Swatch x Omega MoonSwatch
No list about collectible quartz watches would be complete without the completely ridiculous success that is the MoonSwatch. This watch stopped the world when it was released on March 26, 2022, a few days before the annual Watches & Wonders fair in Switzerland. With a case made from Bioceramic and a quartz chronograph movement, the MoonSwatch is a great way to get some of the way to a big boy Omega, at a fraction of the cost. The case dimensions and shape are identical to the full-fat Moonwatch, and you get multiple colour options, plus a surprisingly high-definition planetary image on the battery cover. If you’re a space nerd, this is the one for you.
If you do want one, however, you’ll have to battle the other space/watch/secondary market pricing fans that want a piece of the MoonSwatch pie – especially if you want the Moonshine Gold version, an extra-exclusive piece with a gold-plated seconds hand. Pull out the camping chair, get comfortable, and don’t forget an umbrella! Price: A$415 (retail)
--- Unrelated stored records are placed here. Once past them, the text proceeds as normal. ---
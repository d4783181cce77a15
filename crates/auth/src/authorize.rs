use serde::Serialize;
use thiserror::Error;

use gatehouse_core::{Principal, Role};

use crate::policy::{PolicyTable, RoleSet};

/// Something a principal may try to reach.
#[derive(Debug, Copy, Clone, PartialEq, Eq)]
pub enum Resource<'a> {
    Page(&'a str),
    Action(&'a str),
    Api { method: &'a str, path: &'a str },
}

impl core::fmt::Display for Resource<'_> {
    fn fmt(&self, f: &mut core::fmt::Formatter<'_>) -> core::fmt::Result {
        match self {
            Resource::Page(page) => write!(f, "page {page}"),
            Resource::Action(action) => write!(f, "action {action}"),
            Resource::Api { method, path } => write!(f, "{method} {path}"),
        }
    }
}

/// Why access was granted.
#[derive(Debug, Clone, PartialEq, Eq, Serialize)]
#[serde(tag = "kind", rename_all = "snake_case")]
pub enum Grant {
    /// The super-role needs no entry.
    SuperRole,
    /// An entry listed the principal's role.
    Rule { key: String, wildcard: bool },
}

#[derive(Debug, Copy, Clone, PartialEq, Eq, Serialize)]
#[serde(rename_all = "snake_case")]
pub enum Denial {
    /// An entry exists but does not list the role.
    NotPermitted,
    /// Nothing in the table covers the resource.
    NoPolicy,
}

#[derive(Debug, Clone, PartialEq, Eq)]
pub enum Decision {
    Allow(Grant),
    Deny(Denial),
}

impl Decision {
    pub fn is_allowed(&self) -> bool {
        matches!(self, Decision::Allow(_))
    }
}

#[derive(Debug, Error, Clone, PartialEq, Eq)]
pub enum AuthzError {
    #[error("forbidden: role {role} may not access {resource}")]
    Forbidden { role: Role, resource: String },

    #[error("no policy covers {0}")]
    NoPolicy(String),
}

struct Matched<'t> {
    key: &'t str,
    wildcard: bool,
    roles: RoleSet,
}

impl PolicyTable {
    /// Decide whether `role` may reach `resource`.
    ///
    /// 1. the super-role is always allowed
    /// 2. otherwise the matching entry (exact, then wildcard for API keys)
    ///    must list the role
    /// 3. no matching entry denies
    pub fn evaluate(&self, role: Role, resource: Resource<'_>) -> Decision {
        if role.is_super() {
            return Decision::Allow(Grant::SuperRole);
        }
        match self.lookup(resource) {
            Some(m) if m.roles.contains(role) => Decision::Allow(Grant::Rule {
                key: m.key.to_string(),
                wildcard: m.wildcard,
            }),
            Some(_) => Decision::Deny(Denial::NotPermitted),
            None => Decision::Deny(Denial::NoPolicy),
        }
    }

    pub fn check_page(&self, role: Role, page: &str) -> Decision {
        self.evaluate(role, Resource::Page(page))
    }

    pub fn check_action(&self, role: Role, action: &str) -> Decision {
        self.evaluate(role, Resource::Action(action))
    }

    pub fn check_api(&self, role: Role, method: &str, path: &str) -> Decision {
        self.evaluate(role, Resource::Api { method, path })
    }

    pub fn can_view_page(&self, role: Role, page: &str) -> bool {
        self.check_page(role, page).is_allowed()
    }

    pub fn can_perform(&self, role: Role, action: &str) -> bool {
        self.check_action(role, action).is_allowed()
    }

    pub fn can_call(&self, role: Role, method: &str, path: &str) -> bool {
        self.check_api(role, method, path).is_allowed()
    }

    /// Pages `role` may open, in table order. Feeds server-rendered navigation.
    pub fn allowed_pages(&self, role: Role) -> Vec<&str> {
        self.pages()
            .iter()
            .filter(|rule| role.is_super() || rule.roles.contains(role))
            .map(|rule| rule.key.as_str())
            .collect()
    }

    /// Actions `role` may run, in table order. Feeds the action palette.
    pub fn allowed_actions(&self, role: Role) -> Vec<&str> {
        self.actions()
            .iter()
            .filter(|rule| role.is_super() || rule.roles.contains(role))
            .map(|rule| rule.key.as_str())
            .collect()
    }

    fn lookup(&self, resource: Resource<'_>) -> Option<Matched<'_>> {
        match resource {
            Resource::Page(page) => self.page_rule(page).map(|r| Matched {
                key: &r.key,
                wildcard: false,
                roles: r.roles,
            }),
            Resource::Action(action) => self.action_rule(action).map(|r| Matched {
                key: &r.key,
                wildcard: false,
                roles: r.roles,
            }),
            Resource::Api { method, path } => self.api_rule(method, path).map(|r| Matched {
                key: &r.key,
                wildcard: r.path.is_wildcard(),
                roles: r.roles,
            }),
        }
    }
}

/// Authorize an authenticated principal against the table.
pub fn authorize(
    table: &PolicyTable,
    principal: &Principal,
    resource: Resource<'_>,
) -> Result<Grant, AuthzError> {
    match table.evaluate(principal.role, resource) {
        Decision::Allow(grant) => Ok(grant),
        Decision::Deny(Denial::NotPermitted) => Err(AuthzError::Forbidden {
            role: principal.role,
            resource: resource.to_string(),
        }),
        Decision::Deny(Denial::NoPolicy) => Err(AuthzError::NoPolicy(resource.to_string())),
    }
}

// ─────────────────────────────────────────────────────────────────────────────
// Authorization Explanation (Audit Trail)
// ─────────────────────────────────────────────────────────────────────────────

/// Detailed explanation of an authorization decision.
#[derive(Debug, Clone, Serialize)]
#[serde(rename_all = "camelCase")]
pub struct AuthorizationExplanation {
    pub resource: String,
    pub role: Role,
    pub granted: bool,

    /// Human-readable reason for the decision.
    pub reason: String,

    /// Table entry that decided the outcome, if any.
    pub matched_entry: Option<String>,

    /// Roles the matched entry admits (super-role always implied).
    pub allowed_roles: Vec<Role>,

    pub denial: Option<Denial>,
}

/// Explain why `role` is allowed or denied `resource`.
pub fn explain_authorization(
    table: &PolicyTable,
    role: Role,
    resource: Resource<'_>,
) -> AuthorizationExplanation {
    let matched = table.lookup(resource);
    let matched_entry = matched.as_ref().map(|m| m.key.to_string());
    let allowed_roles = matched
        .as_ref()
        .map(|m| m.roles.with(Role::SUPER).roles())
        .unwrap_or_else(|| vec![Role::SUPER]);

    let (granted, reason, denial) = match table.evaluate(role, resource) {
        Decision::Allow(Grant::SuperRole) => {
            (true, format!("{role} bypasses every policy check"), None)
        }
        Decision::Allow(Grant::Rule { key, wildcard: true }) => (
            true,
            format!("wildcard entry '{key}' admits {role}"),
            None,
        ),
        Decision::Allow(Grant::Rule { key, wildcard: false }) => {
            (true, format!("entry '{key}' admits {role}"), None)
        }
        Decision::Deny(Denial::NotPermitted) => (
            false,
            format!(
                "entry '{}' does not admit {role}",
                matched_entry.as_deref().unwrap_or_default()
            ),
            Some(Denial::NotPermitted),
        ),
        Decision::Deny(Denial::NoPolicy) => (
            false,
            format!("no entry covers {resource}; only {} is admitted", Role::SUPER),
            Some(Denial::NoPolicy),
        ),
    };

    AuthorizationExplanation {
        resource: resource.to_string(),
        role,
        granted,
        reason,
        matched_entry,
        allowed_roles,
        denial,
    }
}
Audemars Piguet Royal Oak Quartz
Let’s face it, there’s no shortage of Royal Oaks in this world. They have been in production since the early ‘70s and have had countless references spanning different sizes, materials, colours and complications. That said, there has never been a point in the Audemars Piguet Royal Oak’s history where they have not been collectible, or sold for extravagant prices. Despite being created as a reaction against the quartz crisis, quartz has of course found its way into plenty of the Royal Oak models with smaller cases, with or without extravagant diamond placement. A lot of these quartz references have been designed with women in mind, however there are plenty of the 33mm models that make great unisex options. Depending on the condition and case materials, a quartz Royal Oak in 33mm can go for anywhere between AU$10,000 – $60,000.
Citizen Caliber 0100
If accuracy is your jam, there’s no going past the Caliber 0100 from Citizen. With an annual tolerance of +1 second per day (yes you read that right), it’s the world’s most accurate watch. They were able to achieve such accuracy by using a manufacturing technique called LIGA or Lithographie, Galvanoformung, Abformung. German for lithography, electroplating, and moulding. This deserves its own article but here’s the process in short – you create a mask (stencil) that you can shoot X-rays through, and the “shadow” it makes electroplates a metallic material onto a surface. It’s the same process used when making microchips. Creating small parts this way all but eliminates tolerance issues. Science is amazing. Collecting is all about having the best of things, and the Caliber 0100 certainly is the best in its class. It’s technically incredible. New and used, various references go for A$7,000 – A$12,000.
If we look purely at practicality, technology and innovation, it’s easy to see the importance that modern quartz watches have within the industry. But it’s the emotion, or lack thereof, that has us doubting them. If we only opt for their less accurate, more fragile mechanical brothers, we are missing out on a whole world of watches.